UH faculty members issue recommendations on containing COVID-19

University of Hawaiʻi at Mānoa
Contact:
Robert Perkinson, (808) 351-8076
Associate Professor, American Studies
Posted: Apr 17, 2020


The state of Hawaiʻi should accelerate its public health response to the COVID-19 pandemic, according to a group of University of Hawaiʻi at Mānoa faculty. They have issued a 16-page report Crush the Curve: Urgent Steps Hawai‘i Can Take to Contain the Covid-19 Pandemic that includes the following recommendations:

  • Increase patient and surveillance testing with a focus on patients with milder symptoms, at-risk populations (nursing home residents, prisoners, etc.) and essential workers.

  • Expand the number of employees assigned to contact tracing that could include activating National Guard units and initiating scores of emergency hires.

  • Significantly increase the use of vacant hotel capacity to isolate every individual who tests positive and to provide housing for front-line responders and especially vulnerable persons for the duration of the crisis.

“The intention of this report is not to criticize the state’s efforts in responding to this crisis as Hawai‘i has truly come together to get through this first wave of the epidemic,” said UH Mānoa Professor Robert Perkinson, a specialist in criminal justice and one of the report’s authors. “What we wanted to do was highlight areas we see could improve the response moving forward. Unless we add capacity to trace every infection and isolate everyone who tests positive, we are still in grave danger. This is an illness that has punished caution and delay all over the world.”

The report was authored by an interdisciplinary team of faculty members coordinated by the UH Mānoa Public Policy Center.

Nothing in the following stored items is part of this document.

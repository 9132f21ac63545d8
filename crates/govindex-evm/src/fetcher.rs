//! EVM log fetcher.
//!
//! Walks `[from, to]` with `eth_getLogs` in fixed-size block ranges, retrying
//! transient provider errors and shrinking the range when the node refuses
//! to serve it.

use std::sync::Arc;

use async_trait::async_trait;
use futures::stream::{self, BoxStream, StreamExt};
use tracing::{info, warn};

use govindex_core::error::IndexerError;
use govindex_core::types::{LogFilter, RawLog};

use crate::retry::RetryPolicy;

/// Default number of blocks requested per `eth_getLogs` call.
pub const DEFAULT_CHUNK_SIZE: u64 = 2_000;

/// JSON-RPC surface the fetcher needs.
#[async_trait]
pub trait EvmRpcClient: Send + Sync {
    /// Current chain head (`eth_blockNumber`).
    async fn block_number(&self) -> Result<u64, IndexerError>;

    /// Logs matching `filter` in `[from, to]` inclusive (`eth_getLogs`).
    async fn get_logs(
        &self,
        filter: &LogFilter,
        from: u64,
        to: u64,
    ) -> Result<Vec<RawLog>, IndexerError>;
}

/// Logs of one contiguous block range, ordered by `(block, log index)`.
#[derive(Debug, Clone, PartialEq, Eq)]
pub struct LogBatch {
    pub from: u64,
    pub to: u64,
    pub logs: Vec<RawLog>,
}

/// Range-batching, retrying wrapper around an [`EvmRpcClient`].
#[derive(Clone)]
pub struct LogFetcher {
    client: Arc<dyn EvmRpcClient>,
    chunk_size: u64,
    retry: RetryPolicy,
}

impl LogFetcher {
    pub fn new(client: Arc<dyn EvmRpcClient>) -> Self {
        Self {
            client,
            chunk_size: DEFAULT_CHUNK_SIZE,
            retry: RetryPolicy::default(),
        }
    }

    /// Blocks per request (minimum 1).
    pub fn with_chunk_size(mut self, chunk_size: u64) -> Self {
        self.chunk_size = chunk_size.max(1);
        self
    }

    pub fn with_retry(mut self, retry: RetryPolicy) -> Self {
        self.retry = retry;
        self
    }

    /// Current chain head, retried like any other request.
    pub async fn head(&self) -> Result<u64, IndexerError> {
        self.retry
            .run("eth_blockNumber", || self.client.block_number())
            .await
    }

    /// Batches covering `[from, to]` without gaps, in ascending order.
    ///
    /// The stream is finite and ends after the first error. An empty range
    /// (`from > to`) yields nothing.
    pub fn logs(
        &self,
        filter: LogFilter,
        from: u64,
        to: u64,
    ) -> BoxStream<'_, Result<LogBatch, IndexerError>> {
        let start = (from <= to).then_some((from, self.chunk_size));
        stream::try_unfold(start, move |state| {
            let filter = filter.clone();
            async move {
                let Some((from, mut chunk)) = state else {
                    return Ok(None);
                };
                let batch = self.fetch_range(&filter, from, to, &mut chunk).await?;
                info!(
                    address = %filter.address,
                    from = batch.from,
                    to = batch.to,
                    logs = batch.logs.len(),
                    "fetched log batch"
                );
                let next = batch
                    .to
                    .checked_add(1)
                    .filter(|n| *n <= to)
                    .map(|n| (n, chunk));
                Ok(Some((batch, next)))
            }
        })
        .boxed()
    }

    /// Fetch the next range starting at `from`. A `RangeTooLarge` rejection
    /// halves `chunk` and tries again without spending a retry; the smaller
    /// chunk sticks for the rest of the walk.
    async fn fetch_range(
        &self,
        filter: &LogFilter,
        from: u64,
        to: u64,
        chunk: &mut u64,
    ) -> Result<LogBatch, IndexerError> {
        loop {
            let end = from.saturating_add(*chunk - 1).min(to);
            let result = self
                .retry
                .run("eth_getLogs", || self.client.get_logs(filter, from, end))
                .await;
            match result {
                Ok(mut logs) => {
                    logs.retain(|log| !log.is_removed());
                    logs.sort_by_key(RawLog::position);
                    return Ok(LogBatch {
                        from,
                        to: end,
                        logs,
                    });
                }
                Err(IndexerError::RangeTooLarge { reason, .. }) if end > from => {
                    let halved = ((end - from + 1) / 2).max(1);
                    warn!(from, to = end, next_chunk = halved, %reason, "range rejected, splitting");
                    *chunk = halved;
                }
                Err(e) => return Err(e),
            }
        }
    }
}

It is based on consultations with experts in multiple fields, including epidemiology, virology, economics and disaster response. The report analyzes Hawai‘i’s actions in four key areas of emergency response to emerging infectious disease: social distancing, diagnostic testing, contact tracing and isolation and quarantine. State and municipal authorities have made progress in each area but the researchers are urging more action.

“We have a real opportunity to defeat COVID-19 in Hawai‘i,” adds UH Mānoa John A. Burns School of Medicine Professor Seiji Yamada, one of the report’s co-authors. “Only if we deploy the full arsenal of public health tools, not just social distancing but widespread testing, tracing, isolation and quarantine.”

Colin Moore, director of UH’s Public Policy Center, notes that the report synthesizes the recommendations of experts across the university and is in sync with recommendations of public health experts worldwide. “These steps will be difficult and costly to implement,” he said, “but if we are to safely restart the economy, they are absolutely necessary.”

Managing COVID-19 until a large portion of the world’s population is vaccinated will require a substantial buildout of the state’s public health capacity. The researchers conclude that investment and appropriate action now will save lives and better position Hawai‘i for recovery.